INFORMATION GIVEN:
================

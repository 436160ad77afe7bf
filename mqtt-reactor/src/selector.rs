/// Identifies a transport handle to the host's I/O selector.
#[derive(Debug, Clone, Copy, PartialEq, Eq, Hash)]
pub struct Token(pub usize);

/// Host-side readiness sink.
///
/// The reactor never blocks on I/O itself; it publishes its interest in
/// read/write readiness through this trait and the host wakes it with
/// `Reactor::read`/`Reactor::write` when the selector reports the transport
/// ready.
pub trait Selector {
    fn add_read(&mut self, token: Token);
    fn del_read(&mut self, token: Token);
    fn add_write(&mut self, token: Token);
    fn del_write(&mut self, token: Token);
}

/// Mirrors the reactor's `want_read`/`want_write` into a [`Selector`],
/// emitting only deltas.
#[derive(Debug, Default)]
pub struct ReadinessAdapter {
    token: Option<Token>,
    want_read: bool,
    want_write: bool,
}

impl ReadinessAdapter {
    pub fn new() -> Self {
        ReadinessAdapter::default()
    }

    pub fn update<S: Selector + ?Sized>(
        &mut self,
        selector: &mut S,
        want_read: bool,
        want_write: bool,
        token: Token,
    ) {
        if self.token != Some(token) {
            // Not permitted to switch to another transport while signed up
            // for notifications on an existing one.
            self.assert_closed();
            self.token = Some(token);
        }

        if self.want_write != want_write {
            self.want_write = want_write;

            if want_write {
                selector.add_write(token);
            } else {
                selector.del_write(token);
            }
        }

        if self.want_read != want_read {
            self.want_read = want_read;

            if want_read {
                selector.add_read(token);
            } else {
                selector.del_read(token);
            }
        }
    }

    pub fn assert_closed(&self) {
        assert!(!self.want_read);
        assert!(!self.want_write);
    }
}

#[cfg(test)]
mod tests {
    use super::*;

    #[derive(Default)]
    struct RecordingSelector {
        calls: Vec<(&'static str, Token)>,
    }

    impl Selector for RecordingSelector {
        fn add_read(&mut self, token: Token) {
            self.calls.push(("add_read", token));
        }

        fn del_read(&mut self, token: Token) {
            self.calls.push(("del_read", token));
        }

        fn add_write(&mut self, token: Token) {
            self.calls.push(("add_write", token));
        }

        fn del_write(&mut self, token: Token) {
            self.calls.push(("del_write", token));
        }
    }

    #[test]
    fn publishes_deltas_only() {
        let mut selector = RecordingSelector::default();
        let mut adapter = ReadinessAdapter::new();
        let token = Token(3);

        adapter.update(&mut selector, true, true, token);
        adapter.update(&mut selector, true, true, token);
        adapter.update(&mut selector, true, false, token);

        assert_eq!(
            selector.calls,
            vec![
                ("add_write", token),
                ("add_read", token),
                ("del_write", token),
            ]
        );
    }

    #[test]
    fn transport_switch_after_close() {
        let mut selector = RecordingSelector::default();
        let mut adapter = ReadinessAdapter::new();

        adapter.update(&mut selector, true, false, Token(0));
        adapter.update(&mut selector, false, false, Token(0));
        adapter.assert_closed();
        adapter.update(&mut selector, false, true, Token(1));

        assert_eq!(
            selector.calls,
            vec![
                ("add_read", Token(0)),
                ("del_read", Token(0)),
                ("add_write", Token(1)),
            ]
        );
    }

    #[test]
    #[should_panic]
    fn transport_switch_while_subscribed_asserts() {
        let mut selector = RecordingSelector::default();
        let mut adapter = ReadinessAdapter::new();

        adapter.update(&mut selector, true, false, Token(0));
        adapter.update(&mut selector, true, false, Token(1));
    }
}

================

Looking at the records above, how many lines include "impl"? Please give the number and nothing more.

TASK RESULT: 2